Late-Night Hosts Get Explicit About the Orlando Massacre

The late-night shows entered a new phase on Monday night: the post-modern post-massacre mode. Until now, it’s been standard procedure that when a horrific mass shooting occurs, the hosts come out, acknowledge the event and say that it’s difficult to make jokes at a time like this, but the show must go on. That wasn’t the case on Monday night.

On Conan, Conan O’Brien said that he was breaking with the usual hosts-must-remain-neutral-lest-they-alienate-half-the-audience philosophy to come out forcefully for stronger gun control laws. His language was stark: “I am not a pundit, I am not an expert, and always made it a policy to stick to my job, and keep my opinions to myself. I have really tried very hard over the years not to bore you with what I think. However, I am the father of two, and I like to believe I have a shred of common sense. I simply do not understand why anybody in this country is allowed to purchase and own a semiautomatic assault rifle. These are weapons of war and they have no place in civilian life.”

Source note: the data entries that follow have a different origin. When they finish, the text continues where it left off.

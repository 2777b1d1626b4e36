//! Entity kinds and their status vocabularies
//!
//! Each kind owns a fixed set of statuses. A record whose status is outside
//! its kind's set is malformed; [`EntityKind::check_status`] is the gate.

use crate::error::EngineError;
use serde::{Deserialize, Serialize};
use std::fmt;
use std::str::FromStr;

/// Table a record belongs to
#[derive(Debug, Clone, Copy, PartialEq, Eq, PartialOrd, Ord, Hash, Serialize, Deserialize)]
#[serde(rename_all = "snake_case")]
pub enum EntityKind {
    /// Research project, approval-gated
    Project,
    /// Lab protocol, approval-gated with a draft stage
    Protocol,
    /// Experiment run under a project/protocol
    Experiment,
    /// Chemical stock item with derived status
    ChemicalInventory,
    /// Purchase order for chemicals
    ChemicalOrder,
    /// Purchase order for plasmids
    PlasmidOrder,
    /// Manufactured product batch, status is its QC state
    Product,
}

impl EntityKind {
    /// All kinds
    pub const ALL: [EntityKind; 7] = [
        EntityKind::Project,
        EntityKind::Protocol,
        EntityKind::Experiment,
        EntityKind::ChemicalInventory,
        EntityKind::ChemicalOrder,
        EntityKind::PlasmidOrder,
        EntityKind::Product,
    ];

    /// Backing table name
    #[must_use]
    pub fn table(&self) -> &'static str {
        match self {
            EntityKind::Project => "projects",
            EntityKind::Protocol => "protocols",
            EntityKind::Experiment => "experiments",
            EntityKind::ChemicalInventory => "chemical_inventory",
            EntityKind::ChemicalOrder => "chemical_orders",
            EntityKind::PlasmidOrder => "plasmid_orders",
            EntityKind::Product => "products",
        }
    }

    /// Statuses a record of this kind may hold
    #[must_use]
    pub fn statuses(&self) -> &'static [RecordStatus] {
        use RecordStatus::*;
        match self {
            EntityKind::Project => &[PendingApproval, Approved, InProgress, Completed, Rejected],
            EntityKind::Protocol => &[Draft, PendingApproval, Approved, Rejected, Archived],
            EntityKind::Experiment => &[Planned, InProgress, Completed, OnHold, Cancelled],
            EntityKind::ChemicalInventory => &[Available, LowStock, OutOfStock, Expired],
            EntityKind::ChemicalOrder => &[Requested, Ordered, Shipped, Received, Cancelled],
            EntityKind::PlasmidOrder => &[Ordered, InTransit, Received, Cancelled],
            EntityKind::Product => &[QcPending, QcPass, QcFail, QcNotApplicable],
        }
    }

    /// Status given to new records when none is requested
    #[must_use]
    pub fn default_status(&self) -> RecordStatus {
        self.statuses()[0]
    }

    /// Statuses a record may be created in
    ///
    /// Approval outcomes and terminal order states are excluded; records
    /// reach them only through the engine's transitions.
    #[must_use]
    pub fn initial_statuses(&self) -> &'static [RecordStatus] {
        use RecordStatus::*;
        match self {
            EntityKind::Project => &[PendingApproval],
            EntityKind::Protocol => &[Draft, PendingApproval],
            EntityKind::Experiment => &[Planned],
            EntityKind::ChemicalInventory => &[Available, LowStock, OutOfStock, Expired],
            EntityKind::ChemicalOrder => &[Requested, Ordered],
            EntityKind::PlasmidOrder => &[Ordered],
            EntityKind::Product => &[QcPending, QcPass, QcFail, QcNotApplicable],
        }
    }

    /// Whether `status` belongs to this kind
    #[inline]
    #[must_use]
    pub fn allows(&self, status: RecordStatus) -> bool {
        self.statuses().contains(&status)
    }

    /// Fail unless `status` belongs to this kind
    ///
    /// # Errors
    /// Returns [`EngineError::ValidationError`] for foreign statuses
    pub fn check_status(&self, status: RecordStatus) -> Result<(), EngineError> {
        if self.allows(status) {
            Ok(())
        } else {
            Err(EngineError::validation(format!(
                "status '{status}' is not valid for {self}"
            )))
        }
    }

    /// Whether records of this kind go through approve/reject
    #[inline]
    #[must_use]
    pub fn is_approval_gated(&self) -> bool {
        matches!(
            self,
            EntityKind::Project | EntityKind::Protocol | EntityKind::Experiment
        )
    }

    /// Whether records of this kind are purchase orders
    #[inline]
    #[must_use]
    pub fn is_order(&self) -> bool {
        matches!(self, EntityKind::ChemicalOrder | EntityKind::PlasmidOrder)
    }

    /// Whether status is derived from quantity and expiry
    #[inline]
    #[must_use]
    pub fn has_derived_status(&self) -> bool {
        matches!(self, EntityKind::ChemicalInventory)
    }

    /// Free-form field that must be present and non-empty on creation
    #[must_use]
    pub fn required_field(&self) -> &'static str {
        match self {
            EntityKind::Project | EntityKind::Protocol | EntityKind::Experiment => "title",
            EntityKind::ChemicalInventory | EntityKind::ChemicalOrder | EntityKind::Product => {
                "name"
            }
            EntityKind::PlasmidOrder => "plasmid_name",
        }
    }
}

impl fmt::Display for EntityKind {
    fn fmt(&self, f: &mut fmt::Formatter<'_>) -> fmt::Result {
        let label = match self {
            EntityKind::Project => "project",
            EntityKind::Protocol => "protocol",
            EntityKind::Experiment => "experiment",
            EntityKind::ChemicalInventory => "chemical",
            EntityKind::ChemicalOrder => "chemical order",
            EntityKind::PlasmidOrder => "plasmid order",
            EntityKind::Product => "product",
        };
        f.write_str(label)
    }
}

impl FromStr for EntityKind {
    type Err = EngineError;

    fn from_str(s: &str) -> Result<Self, Self::Err> {
        EntityKind::ALL
            .into_iter()
            .find(|k| k.table() == s)
            .ok_or_else(|| EngineError::validation(format!("unknown table: '{s}'")))
    }
}

/// Every status value across all kinds
///
/// Serialized with the display strings the store holds ("Pending Approval").
#[derive(Debug, Clone, Copy, PartialEq, Eq, Hash, Serialize, Deserialize)]
pub enum RecordStatus {
    /// Protocol being written
    #[serde(rename = "Draft")]
    Draft,
    /// Awaiting review
    #[serde(rename = "Pending Approval")]
    PendingApproval,
    /// Review passed
    #[serde(rename = "Approved")]
    Approved,
    /// Review failed
    #[serde(rename = "Rejected")]
    Rejected,
    /// Retired protocol
    #[serde(rename = "Archived")]
    Archived,
    /// Experiment awaiting start
    #[serde(rename = "Planned")]
    Planned,
    /// Work under way
    #[serde(rename = "In Progress")]
    InProgress,
    /// Work finished
    #[serde(rename = "Completed")]
    Completed,
    /// Work paused
    #[serde(rename = "On Hold")]
    OnHold,
    /// Abandoned experiment or order
    #[serde(rename = "Cancelled")]
    Cancelled,
    /// Stock above the low threshold
    #[serde(rename = "Available")]
    Available,
    /// Stock at or below the low threshold
    #[serde(rename = "Low Stock")]
    LowStock,
    /// Stock exhausted
    #[serde(rename = "Out of Stock")]
    OutOfStock,
    /// Past expiry date
    #[serde(rename = "Expired")]
    Expired,
    /// Order raised, not yet placed
    #[serde(rename = "Requested")]
    Requested,
    /// Order placed with supplier
    #[serde(rename = "Ordered")]
    Ordered,
    /// Chemical order dispatched
    #[serde(rename = "Shipped")]
    Shipped,
    /// Plasmid order dispatched
    #[serde(rename = "In Transit")]
    InTransit,
    /// Order arrived
    #[serde(rename = "Received")]
    Received,
    /// QC not yet run
    #[serde(rename = "Pending")]
    QcPending,
    /// QC passed
    #[serde(rename = "Pass")]
    QcPass,
    /// QC failed
    #[serde(rename = "Fail")]
    QcFail,
    /// QC not applicable
    #[serde(rename = "N/A")]
    QcNotApplicable,
}

impl RecordStatus {
    /// All statuses
    pub const ALL: [RecordStatus; 23] = [
        RecordStatus::Draft,
        RecordStatus::PendingApproval,
        RecordStatus::Approved,
        RecordStatus::Rejected,
        RecordStatus::Archived,
        RecordStatus::Planned,
        RecordStatus::InProgress,
        RecordStatus::Completed,
        RecordStatus::OnHold,
        RecordStatus::Cancelled,
        RecordStatus::Available,
        RecordStatus::LowStock,
        RecordStatus::OutOfStock,
        RecordStatus::Expired,
        RecordStatus::Requested,
        RecordStatus::Ordered,
        RecordStatus::Shipped,
        RecordStatus::InTransit,
        RecordStatus::Received,
        RecordStatus::QcPending,
        RecordStatus::QcPass,
        RecordStatus::QcFail,
        RecordStatus::QcNotApplicable,
    ];

    /// Display string as stored
    #[must_use]
    pub fn as_str(&self) -> &'static str {
        match self {
            RecordStatus::Draft => "Draft",
            RecordStatus::PendingApproval => "Pending Approval",
            RecordStatus::Approved => "Approved",
            RecordStatus::Rejected => "Rejected",
            RecordStatus::Archived => "Archived",
            RecordStatus::Planned => "Planned",
            RecordStatus::InProgress => "In Progress",
            RecordStatus::Completed => "Completed",
            RecordStatus::OnHold => "On Hold",
            RecordStatus::Cancelled => "Cancelled",
            RecordStatus::Available => "Available",
            RecordStatus::LowStock => "Low Stock",
            RecordStatus::OutOfStock => "Out of Stock",
            RecordStatus::Expired => "Expired",
            RecordStatus::Requested => "Requested",
            RecordStatus::Ordered => "Ordered",
            RecordStatus::Shipped => "Shipped",
            RecordStatus::InTransit => "In Transit",
            RecordStatus::Received => "Received",
            RecordStatus::QcPending => "Pending",
            RecordStatus::QcPass => "Pass",
            RecordStatus::QcFail => "Fail",
            RecordStatus::QcNotApplicable => "N/A",
        }
    }
}

impl fmt::Display for RecordStatus {
    fn fmt(&self, f: &mut fmt::Formatter<'_>) -> fmt::Result {
        f.write_str(self.as_str())
    }
}

impl FromStr for RecordStatus {
    type Err = EngineError;

    fn from_str(s: &str) -> Result<Self, Self::Err> {
        RecordStatus::ALL
            .into_iter()
            .find(|st| st.as_str() == s)
            .ok_or_else(|| EngineError::validation(format!("unknown status: '{s}'")))
    }
}

#[cfg(test)]
mod tests {
    use super::*;

    #[test]
    fn defaults_match_creation_forms() {
        assert_eq!(EntityKind::Project.default_status(), RecordStatus::PendingApproval);
        assert_eq!(EntityKind::Protocol.default_status(), RecordStatus::Draft);
        assert_eq!(EntityKind::Experiment.default_status(), RecordStatus::Planned);
        assert_eq!(EntityKind::ChemicalOrder.default_status(), RecordStatus::Requested);
        assert_eq!(EntityKind::PlasmidOrder.default_status(), RecordStatus::Ordered);
        assert_eq!(EntityKind::Product.default_status(), RecordStatus::QcPending);
    }

    #[test]
    fn initial_statuses_are_subsets() {
        for kind in EntityKind::ALL {
            for status in kind.initial_statuses() {
                assert!(kind.allows(*status), "{kind} cannot start in {status}");
            }
            assert!(kind.initial_statuses().contains(&kind.default_status()));
        }
    }

    #[test]
    fn project_has_no_draft() {
        assert!(EntityKind::Project.check_status(RecordStatus::Draft).is_err());
        assert!(EntityKind::Protocol.check_status(RecordStatus::Draft).is_ok());
    }

    #[test]
    fn status_serializes_as_display_string() {
        let json = serde_json::to_string(&RecordStatus::OutOfStock).unwrap();
        assert_eq!(json, "\"Out of Stock\"");
        let back: RecordStatus = serde_json::from_str("\"N/A\"").unwrap();
        assert_eq!(back, RecordStatus::QcNotApplicable);
    }

    #[test]
    fn status_from_str_matches_display() {
        for status in RecordStatus::ALL {
            assert_eq!(status.to_string().parse::<RecordStatus>(), Ok(status));
        }
    }

    #[test]
    fn kind_parses_table_names() {
        assert_eq!("plasmid_orders".parse::<EntityKind>(), Ok(EntityKind::PlasmidOrder));
        assert!("audit_trail".parse::<EntityKind>().is_err());
    }
}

On The Late Show, Stephen Colbert said that by now, we know what politicians will say about these catastrophes, what the president — no matter who he is — will say, and “even me, with a silly show like this, you know pretty much what I will say.” Colbert’s crucial point: “It’s as if there’s a national script that we have learned,” and in so doing, “we tacitly accept that the script will end the same way every time, with nothing changing.” He called for “action,” for things “to change.” He then debated guest Bill O’Reilly about, among other topics, gun control.

On Full Frontal with Samantha Bee, Bee described the polite dance hosts do around the issue, but then asserted that her frustration had burst the constraints of this. “F*** it; I am too angry for that,” she snapped. “Hey, is it okay if, instead of making jokes, I just scream for seven minutes, until we go to commercial? No? Okay, let’s go.” She then delivered a righteous screed that culminated in responding to politicians who ask for our “thoughts and prayers” by quoting Biblical scripture: “Thus also by faith itself, if it does not have works, it is dead.”

It seems as though we’ve entered a new phase of talk-show etiquette, in which hosts are no longer immune to feeling some responsibility to express more than just polite sympathy. (Most of them, that is: Jimmy Fallon’s remarks, more brief than any of the others, were the typical, respect-everyone’s-opinion neutrality type comments.) Some hosts are acknowledging what they knew behind the scenes all along: that hosting a nightly talk show isn’t objective journalism — it’s about the subjective relationship formed with a mass audience. And that such a role might include being more involved in taking a stand about current events, rather than just making jokes about them.